Your customers often see technicians first when they need the work done at their facilities. They are effectively the face of your company. If your technicians present themselves professionally and show their technical competence to the customer, you may have a customer for life. Customers will rarely tell you this fact, but they trust someone who appears to have more experience in the field—because they seem older—rather than have some new hire who may not exude the confidence the customers expect from a competent technician.
So, while the accountant in your firm may encourage you to lay off the more expensive talent, these people will continue to serve your customers as their go-to person in your company. This fact reinforces the value of your long-term employees.
The more experienced person is also the hardest person to replace. Such employees have the institutional knowledge that proves so valuable to you and your customers. You have seen this play out many times when you watch a master technician troubleshoot a problem compared to when you watch a newer technician troubleshoot the same problem.
The new technician jumps right in and too often will jump to conclusions, trying several possible solutions based on limited or incomplete information. On the other hand, the master technician will gather as much information about the problem and view it from different angles before attempting a fix. A couple examples of this come to mind.
Recently, someone came to me and asked if they should approve the installation of a substitute underground cable connecting a fire alarm system network installed in a duct between two buildings. The contractor claimed the duct was full of water, so he could not install the specified cable. He felt the request was reasonable until I asked a few probing questions. The duct length was approximately 200 feet long and ran between the building basements. I asked if any water emanated from the duct in either basement location. The answer was no, and I asked how the contractor knew the duct was full of water. He said that when he pulled the underground cable, the outside jacket seemed moist.
Do you think the duct was full of water? It turns out the contractor did not have the specified cable for the project and used what he had in the truck, hoping the engineer and the AHJ would buy his story. A more experienced technician would not have tried this.
The second example involves another fire alarm system that had experienced several false alarms. Upon arrival, the owner and the fire marshal met the master technician and both of them seemed very upset. The system had false alarmed four times in the previous two days. No obvious cause seemed apparent. The owner wanted the technician to replace all the equipment in the system, even though for over a year the newly installed system had performed reliably and without incident until this recent issue.
A normal first instinct in these situations involves quickly running around and replacing as many smoke detectors as possible until everyone “feels better” about the system. But a true professional technician will not do that. The master technician quietly started asking the owner questions and also asked to speak to the building maintenance man. The technician asked the maintenance man a myriad of questions. His questions intended to determine if anything had changed at the facility in the recent weeks.
It turned out that a large fireplace in the gathering area required constant wood stoking to provide a roaring fire for the guests’ enjoyment at this five-star hotel. The person in charge of stoking the fire had been out sick, and the person tasked with the duty had other work and didn’t keep up with the task. Once the fire died down, the smoke did not draft up the chimney; it drifted out into the hall where smoke detectors operated and produced a false alarm.

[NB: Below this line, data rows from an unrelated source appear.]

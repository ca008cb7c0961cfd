//! In-memory user store.

use anyhow::Result;
use chrono::Utc;
use contracts::system::users::User;
use once_cell::sync::Lazy;
use std::collections::HashMap;
use std::sync::RwLock;

struct StoredUser {
    user: User,
    password_hash: String,
}

static USERS: Lazy<RwLock<HashMap<String, StoredUser>>> =
    Lazy::new(|| RwLock::new(HashMap::new()));

fn lock_err<T>(_: T) -> anyhow::Error {
    anyhow::anyhow!("User store lock poisoned")
}

/// Create user with password hash
pub async fn create_with_password(user: &User, password_hash: &str) -> Result<()> {
    let mut users = USERS.write().map_err(lock_err)?;
    if users.values().any(|u| u.user.username == user.username) {
        return Err(anyhow::anyhow!("Username already exists: {}", user.username));
    }
    users.insert(
        user.id.clone(),
        StoredUser {
            user: user.clone(),
            password_hash: password_hash.to_string(),
        },
    );
    Ok(())
}

/// Get user by ID
pub async fn get_by_id(id: &str) -> Result<Option<User>> {
    let users = USERS.read().map_err(lock_err)?;
    Ok(users.get(id).map(|u| u.user.clone()))
}

/// Get user by username
pub async fn get_by_username(username: &str) -> Result<Option<User>> {
    let users = USERS.read().map_err(lock_err)?;
    Ok(users
        .values()
        .find(|u| u.user.username == username)
        .map(|u| u.user.clone()))
}

pub async fn get_password_hash(id: &str) -> Result<Option<String>> {
    let users = USERS.read().map_err(lock_err)?;
    Ok(users.get(id).map(|u| u.password_hash.clone()))
}

pub async fn update_last_login(id: &str) -> Result<()> {
    let mut users = USERS.write().map_err(lock_err)?;
    if let Some(stored) = users.get_mut(id) {
        stored.user.last_login_at = Some(Utc::now().to_rfc3339());
    }
    Ok(())
}

pub async fn count() -> Result<usize> {
    Ok(USERS.read().map_err(lock_err)?.len())
}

The answer was to replace the photoelectric-type smoke detectors with multicriteria type. This cured the problem for all time, regardless of the fire condition in the fireplace. This master technician cemented the relationship of the contracting company with the customer and so impressed the fire marshal that he recommended the company on two other projects.
I’m telling you this story to highlight the importance of retaining your elder statesmen. More importantly, ensure that your senior technicians transfer their knowledge to those younger technicians. You know, the ones who think they only need to know the new technology and computers to get by.